Ivan Iliev: I confess we do not know anything about the Czech side. We will be blind against them. That will be our first game in the finals and it will be very hard for us to get any sort of information about them. I suppose that after that we will have picked up some information on our next two opponents as we will have been watching their games. The Bulgarian refereee Dimitar Dimitrov was in charge of one of [the Central Slovakia] games in qualifying. He has already informed us about some aspects of their game.
uefa.com: Are you concerned about the quality of opponents that you will come up against in Malopolska?

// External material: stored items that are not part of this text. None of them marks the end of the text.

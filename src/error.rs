//! Error types for the pickup lobby service
//!
//! Lobby operations return the typed [`LobbyError`] so the command layer can
//! tell protocol outcomes apart. Service plumbing (configuration, AMQP, HTTP,
//! storage) uses anyhow like the rest of the application.

use crate::types::{LobbyId, PlayerId, Team};

/// Result type alias for service plumbing
pub type Result<T> = anyhow::Result<T>;

/// Result type alias for lobby operations
pub type LobbyResult<T> = std::result::Result<T, LobbyError>;

/// Errors returned by lobby state machine operations
///
/// Every variant except [`LobbyError::ConsensusConflict`] leaves the lobby
/// exactly as it was before the command.
#[derive(Debug, Clone, PartialEq, thiserror::Error)]
pub enum LobbyError {
    #[error("It is not {team}'s turn to pick in lobby #{lobby_id}")]
    NotYourTurn { lobby_id: LobbyId, team: Team },

    #[error("Player {player_id} is not available to pick in lobby #{lobby_id}")]
    PlayerUnavailable {
        lobby_id: LobbyId,
        player_id: PlayerId,
    },

    #[error("The captain of {team} has already reported the result of lobby #{lobby_id}")]
    AlreadyReported { lobby_id: LobbyId, team: Team },

    #[error("Lobby #{lobby_id} cannot do that right now: {reason}")]
    InvalidLobbyState { lobby_id: LobbyId, reason: String },

    #[error("Player {player_id} is already in an active lobby or queue")]
    AlreadyQueued { player_id: PlayerId },

    #[error("Player {player_id} is not currently in a queue")]
    NotQueued { player_id: PlayerId },

    #[error("Player {player_id} is not registered")]
    UnknownPlayer { player_id: PlayerId },

    #[error("Player {player_id} is not a captain of an open lobby")]
    NotACaptain { player_id: PlayerId },

    #[error("Invalid winning team {team}, expected 1 or 2")]
    InvalidTeam { team: u8 },

    #[error("No maps are available for lobby #{lobby_id}")]
    NoMapsAvailable { lobby_id: LobbyId },

    #[error("Conflicting results reported for lobby #{lobby_id}, both captains must report again")]
    ConsensusConflict { lobby_id: LobbyId },

    #[error("Rating calculation failed: {reason}")]
    RatingCalculationFailed { reason: String },

    #[error("Persistence failure: {reason}")]
    PersistenceFailure { reason: String },
}

impl LobbyError {
    /// Whether an operator has to look at this failure before anyone retries.
    ///
    /// A failed rating commit cannot be retried blindly: the store may or may
    /// not have applied it.
    pub fn requires_operator(&self) -> bool {
        matches!(self, LobbyError::PersistenceFailure { .. })
    }

    /// Lobby the error concerns, for variants that name one
    pub fn lobby_id(&self) -> Option<LobbyId> {
        match self {
            LobbyError::NotYourTurn { lobby_id, .. }
            | LobbyError::PlayerUnavailable { lobby_id, .. }
            | LobbyError::AlreadyReported { lobby_id, .. }
            | LobbyError::NoMapsAvailable { lobby_id }
            | LobbyError::ConsensusConflict { lobby_id } => Some(*lobby_id),
            // 0 marks registry-wide failures
            LobbyError::InvalidLobbyState { lobby_id, .. } if *lobby_id != 0 => Some(*lobby_id),
            _ => None,
        }
    }

    /// Short machine-readable label, used for metrics and command replies
    pub fn kind(&self) -> &'static str {
        match self {
            LobbyError::NotYourTurn { .. } => "not_your_turn",
            LobbyError::PlayerUnavailable { .. } => "player_unavailable",
            LobbyError::AlreadyReported { .. } => "already_reported",
            LobbyError::InvalidLobbyState { .. } => "invalid_lobby_state",
            LobbyError::AlreadyQueued { .. } => "already_queued",
            LobbyError::NotQueued { .. } => "not_queued",
            LobbyError::UnknownPlayer { .. } => "unknown_player",
            LobbyError::NotACaptain { .. } => "not_a_captain",
            LobbyError::InvalidTeam { .. } => "invalid_team",
            LobbyError::NoMapsAvailable { .. } => "no_maps_available",
            LobbyError::ConsensusConflict { .. } => "consensus_conflict",
            LobbyError::RatingCalculationFailed { .. } => "rating_calculation_failed",
            LobbyError::PersistenceFailure { .. } => "persistence_failure",
        }
    }
}

/// Errors raised by the service shell around the lobby core
#[derive(Debug, thiserror::Error)]
pub enum ServiceError {
    #[error("AMQP connection failed: {message}")]
    AmqpConnectionFailed { message: String },

    #[error("Invalid command: {reason}")]
    InvalidCommand { reason: String },

    #[error("Configuration error: {message}")]
    ConfigurationError { message: String },

    #[error("Storage error: {message}")]
    StorageError { message: String },

    #[error("Internal service error: {message}")]
    InternalError { message: String },
}

#[cfg(test)]
mod tests {
    use super::*;

    #[test]
    fn test_only_persistence_failures_need_an_operator() {
        let persistence = LobbyError::PersistenceFailure {
            reason: "disk full".to_string(),
        };
        assert!(persistence.requires_operator());

        let conflict = LobbyError::ConsensusConflict { lobby_id: 3 };
        assert!(!conflict.requires_operator());
        assert!(!LobbyError::InvalidTeam { team: 7 }.requires_operator());
    }

    #[test]
    fn test_error_messages_name_the_lobby() {
        let err = LobbyError::NotYourTurn {
            lobby_id: 12,
            team: Team::B,
        };
        assert_eq!(err.to_string(), "It is not Team 2's turn to pick in lobby #12");
        assert_eq!(err.kind(), "not_your_turn");
    }
}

Iliev: We have come through some very tough games like the ones against the sides from Russia and Italy in our qualifying tournament, but we have had a lot of changes in our team since then [with Kaloyan Karadvzinov and Georgi Georgiev moving on]. But we are optimistic. After all this is a final tournament. I have some promising lads available and I am sure they will give their best.
The executive director of Bulgaria's Amateur Football League, Valentin Chakarov, also spoke to uefa.com.
Valentin Chakarov: Our amateur side have proved to be very competitive in recent years. In 2001 the team finished third in the finals of the Regions' Cup in the Czech Republic. Some people probably know that current Bulgarian international Martin Kamburov played in that side. He revealed his potential and moved up to a higher level. He topped the goalscoring charts in the Bulgarian Premier League in the last two seasons and was instrumental in [PFC] Lokomotiv Plovdiv winning their first ever league title in 2004.
Obviously, players who get their chance while playing for amateur sides may then move to another level. We are working very hard to develop amateur football. People probably do not realise that it is a very important branch of the game. We are working very closely with UEFA and I am sure amateur football is moving in the right direction.